So, our book has the seemingly innocuous problem: $y''-y'-6y=0$. I was able to solve by hand, and come up with $${\scr L}(y)=\frac{s-2}{s^{2}-s+6}$$.That completed, I factored the bottom to $(s-3)(s+2)$. Our professor gave us a sheet that said ${\scr L}\mathrm{{}f(t)\mathrm{}}=F(s)$ which corresponds along the rows to a column $f(t)$. I broke the equation down to $$\frac{s}{(s-3)(s+2)}-\frac{2}{(s-3)(s+2)}$$ and the corresponding $f(t)$ were $$\frac{ae^{at}-be^{bt}}{a-b}$$ and $$\frac{e^{at}-e^{bt}}{a-b}$$, respectively. The summation of these leads to: $$\frac{1}{5}(-e^{2t}+5e^{-3t})$$. However, the answer in the book is: $$\frac{1}{5}(e^{3t}+4e^{-2t})$$.
I have literally no idea why my method is working. Would someone be so kind as to enlighten me?

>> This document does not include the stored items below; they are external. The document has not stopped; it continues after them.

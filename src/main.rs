use anyhow::{Context, Result};
use clap::Parser;
use log::{error, info, warn};
use logwatch_alert::config::Config;
use logwatch_alert::monitor::LogMonitor;
use std::path::PathBuf;
use std::process::ExitCode;

/// Command-line arguments for the log monitor
#[derive(Parser)]
#[command(
    name = "logwatch-alert",
    about = "Log file monitor with rate-limited email and Slack alerts",
    long_about = "Tails a log file, detects lines matching configured error keywords \
                  and sends rate-limited alerts to email and Slack-compatible webhooks."
)]
struct Cli {
    /// Path to configuration file
    #[arg(
        short,
        long,
        value_name = "FILE",
        help = "Configuration file path (TOML format)"
    )]
    config: Option<PathBuf>,

    /// Enable verbose logging
    #[arg(
        short,
        long,
        help = "Enable verbose logging output (sets RUST_LOG=debug)"
    )]
    verbose: bool,

    /// Send a test alert to every configured sink and exit
    #[arg(long, help = "Send a test notification through all sinks and exit")]
    test_notifications: bool,

    /// Override the monitored log file
    #[arg(long, value_name = "PATH", help = "Log file to monitor (overrides config)")]
    log_file: Option<PathBuf>,
}

impl Cli {
    /// Validate the CLI arguments
    ///
    /// # Returns
    ///
    /// `Ok(())` if all arguments are valid, `Err(String)` with error message otherwise
    fn validate(&self) -> Result<(), String> {
        if let Some(ref config_path) = self.config {
            // Missing files fall back to defaults in Config::load
            if config_path.exists() {
                if !config_path.is_file() {
                    return Err(format!(
                        "Configuration path is not a file: {}",
                        config_path.display()
                    ));
                }

                if config_path.extension().map_or(true, |ext| ext != "toml") {
                    warn!(
                        "Configuration file does not have .toml extension: {}",
                        config_path.display()
                    );
                }
            }
        }

        if let Some(ref log_file) = self.log_file {
            if log_file.is_dir() {
                return Err(format!("Log file path is a directory: {}", log_file.display()));
            }
        }

        Ok(())
    }

    /// Load configuration and apply command-line overrides
    fn load_config(&self) -> Result<Config> {
        let mut config = Config::load(self.config.as_deref()).with_context(|| {
            match &self.config {
                Some(path) => format!("Failed to load configuration from {}", path.display()),
                None => "Failed to load default configuration".to_string(),
            }
        })?;

        if let Some(ref log_file) = self.log_file {
            config.general.log_file_path = log_file.clone();
        }
        Ok(config)
    }
}

/// Deliver one synthetic alert; success if any sink accepted it
fn run_test_notifications(monitor: &LogMonitor) -> Result<bool> {
    let result = monitor
        .send_test_notification()
        .context("Failed to send test notification")?;

    if result.degraded {
        warn!("No notification sinks are configured");
    }
    for sink in &result.results {
        match &sink.error {
            None => info!("Test notification via {}: OK", sink.sink),
            Some(detail) => error!("Test notification via {}: FAILED ({})", sink.sink, detail),
        }
    }
    Ok(result.any_succeeded)
}

/// Start monitoring and block until interrupted
fn run_monitor(mut monitor: LogMonitor) -> Result<()> {
    monitor.start().context("Failed to start log monitor")?;

    let shutdown_sender = monitor.shutdown_handle();
    ctrlc::set_handler(move || {
        info!("Received interrupt signal, shutting down gracefully...");
        if let Err(e) = shutdown_sender.send(()) {
            error!("Failed to send shutdown signal: {}", e);
        }
    })
    .context("Failed to install interrupt handler")?;

    info!(
        "Log monitor is running on {}. Press Ctrl+C to stop.",
        monitor.log_file_path().display()
    );
    monitor.wait_for_shutdown(monitor.heartbeat());
    monitor.stop();

    let stats = monitor.stats();
    info!(
        "Shutdown complete: {} lines processed, {} errors detected, {} notifications sent",
        stats.lines_processed, stats.errors_detected, stats.notifications_dispatched
    );
    Ok(())
}

fn run(cli: &Cli) -> Result<ExitCode> {
    let config = cli.load_config()?;
    let monitor = LogMonitor::new(config).context("Failed to initialize log monitor")?;

    if cli.test_notifications {
        return Ok(if run_test_notifications(&monitor)? {
            ExitCode::SUCCESS
        } else {
            ExitCode::FAILURE
        });
    }

    run_monitor(monitor)?;
    Ok(ExitCode::SUCCESS)
}

fn main() -> ExitCode {
    let cli = Cli::parse();

    if cli.verbose {
        std::env::set_var("RUST_LOG", "debug");
    }
    env_logger::Builder::from_env(env_logger::Env::default().default_filter_or("info")).init();

    info!("Starting log monitor");

    if let Err(e) = cli.validate() {
        error!("Invalid arguments: {}", e);
        return ExitCode::FAILURE;
    }

    match run(&cli) {
        Ok(code) => code,
        Err(e) => {
            error!("{:#}", e);
            ExitCode::FAILURE
        }
    }
}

For the differential equation $y'' - y' -6y = 0$ the Laplace transform is \begin{align} ( s^2 y(s) - y'(0) - s y(0) ) - (s y(s) - y(0)) - 6 y(s) = 0 \end{align} which leads to $(s^2 - s - 6) y(s) = y'(0) + y(0) (s-1)$ and \begin{align} y(s) &= \frac{y'(0) - y(0)}{s^2 - s -6} + \frac{y(0) \, s}{s^2 - s - 6} \\ &= \frac{y'(0) - y(0)}{5} \left( \frac{1}{s-3} - \frac{1}{s+2} \right) + \frac{y(0)}{5} \left( \frac{2}{s+2} + \frac{3}{s-3} \right) \\ &= \frac{y'(0) + 2 y(0)}{5} \frac{1}{s-3} + \frac{3 y(0) - y'(0)}{5} \frac{1}{s+2}. \end{align} Inversion leads to \begin{align} y(t) = \frac{y'(0) + 2 y(0)}{5} \, e^{3t} + \frac{3y(0) - y'(0)}{5} \, e^{-2t}. \end{align}